### Given entries
Start of Block

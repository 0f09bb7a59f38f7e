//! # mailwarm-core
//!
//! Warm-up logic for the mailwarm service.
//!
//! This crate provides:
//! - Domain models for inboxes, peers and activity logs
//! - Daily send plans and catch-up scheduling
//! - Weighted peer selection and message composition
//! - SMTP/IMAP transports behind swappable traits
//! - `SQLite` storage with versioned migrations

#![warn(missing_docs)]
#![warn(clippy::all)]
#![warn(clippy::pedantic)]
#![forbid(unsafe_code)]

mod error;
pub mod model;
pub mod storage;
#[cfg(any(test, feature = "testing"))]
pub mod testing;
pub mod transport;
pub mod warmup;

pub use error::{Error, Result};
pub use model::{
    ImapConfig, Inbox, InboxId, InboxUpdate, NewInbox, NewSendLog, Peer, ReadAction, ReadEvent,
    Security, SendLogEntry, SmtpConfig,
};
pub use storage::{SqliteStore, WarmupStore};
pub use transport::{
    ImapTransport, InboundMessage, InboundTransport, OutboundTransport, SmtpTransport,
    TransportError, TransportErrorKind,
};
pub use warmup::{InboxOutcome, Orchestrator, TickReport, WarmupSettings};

End of Block
Start of Block

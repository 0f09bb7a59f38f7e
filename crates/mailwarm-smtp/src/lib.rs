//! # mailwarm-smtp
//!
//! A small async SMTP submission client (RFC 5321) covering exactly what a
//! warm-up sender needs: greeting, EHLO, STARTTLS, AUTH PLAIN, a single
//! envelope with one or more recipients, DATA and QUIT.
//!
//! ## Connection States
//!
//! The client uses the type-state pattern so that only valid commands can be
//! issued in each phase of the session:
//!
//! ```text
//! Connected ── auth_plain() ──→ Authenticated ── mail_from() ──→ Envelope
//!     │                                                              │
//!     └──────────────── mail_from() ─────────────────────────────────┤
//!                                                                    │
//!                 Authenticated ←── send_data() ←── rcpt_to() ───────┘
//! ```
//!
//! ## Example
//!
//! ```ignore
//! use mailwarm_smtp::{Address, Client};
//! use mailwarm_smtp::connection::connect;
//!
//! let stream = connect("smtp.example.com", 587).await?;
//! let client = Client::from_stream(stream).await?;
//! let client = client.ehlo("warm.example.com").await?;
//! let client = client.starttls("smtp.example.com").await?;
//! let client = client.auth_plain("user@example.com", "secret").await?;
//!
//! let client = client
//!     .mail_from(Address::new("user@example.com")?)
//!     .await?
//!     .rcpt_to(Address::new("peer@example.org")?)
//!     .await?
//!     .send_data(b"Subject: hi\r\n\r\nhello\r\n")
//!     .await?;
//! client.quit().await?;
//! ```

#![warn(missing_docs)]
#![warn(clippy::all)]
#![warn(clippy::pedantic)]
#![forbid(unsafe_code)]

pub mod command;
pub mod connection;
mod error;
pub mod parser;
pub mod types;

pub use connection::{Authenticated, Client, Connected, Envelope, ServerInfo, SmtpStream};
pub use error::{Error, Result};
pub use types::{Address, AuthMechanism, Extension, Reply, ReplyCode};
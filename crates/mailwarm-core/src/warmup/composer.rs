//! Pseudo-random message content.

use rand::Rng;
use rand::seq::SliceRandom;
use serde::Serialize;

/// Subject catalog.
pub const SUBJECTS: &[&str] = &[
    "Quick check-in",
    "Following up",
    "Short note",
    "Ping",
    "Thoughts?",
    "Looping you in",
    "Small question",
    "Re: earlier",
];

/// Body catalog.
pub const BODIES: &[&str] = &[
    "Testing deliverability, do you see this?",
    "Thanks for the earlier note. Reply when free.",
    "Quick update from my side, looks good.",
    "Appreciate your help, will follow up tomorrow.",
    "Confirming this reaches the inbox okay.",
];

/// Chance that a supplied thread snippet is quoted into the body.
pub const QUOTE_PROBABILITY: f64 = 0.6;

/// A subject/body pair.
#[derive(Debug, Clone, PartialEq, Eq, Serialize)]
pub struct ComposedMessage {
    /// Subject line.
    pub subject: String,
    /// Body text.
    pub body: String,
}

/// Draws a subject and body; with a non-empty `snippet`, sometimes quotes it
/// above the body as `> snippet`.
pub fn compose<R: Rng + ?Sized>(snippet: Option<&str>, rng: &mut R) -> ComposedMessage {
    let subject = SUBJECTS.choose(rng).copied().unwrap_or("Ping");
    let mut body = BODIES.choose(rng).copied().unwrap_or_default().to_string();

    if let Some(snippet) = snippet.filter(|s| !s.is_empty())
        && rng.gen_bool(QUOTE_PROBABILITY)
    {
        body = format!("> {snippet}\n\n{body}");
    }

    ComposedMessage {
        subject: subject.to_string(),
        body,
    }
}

End of Block

### What you will do
Among the records above, find the lines where the word "with" appears and copy them.

### Reply
//! - `SQLite` storage with versioned migrations
//! envelope with one or more recipients, DATA and QUIT.
/// Draws a subject and body; with a non-empty `snippet`, sometimes quotes it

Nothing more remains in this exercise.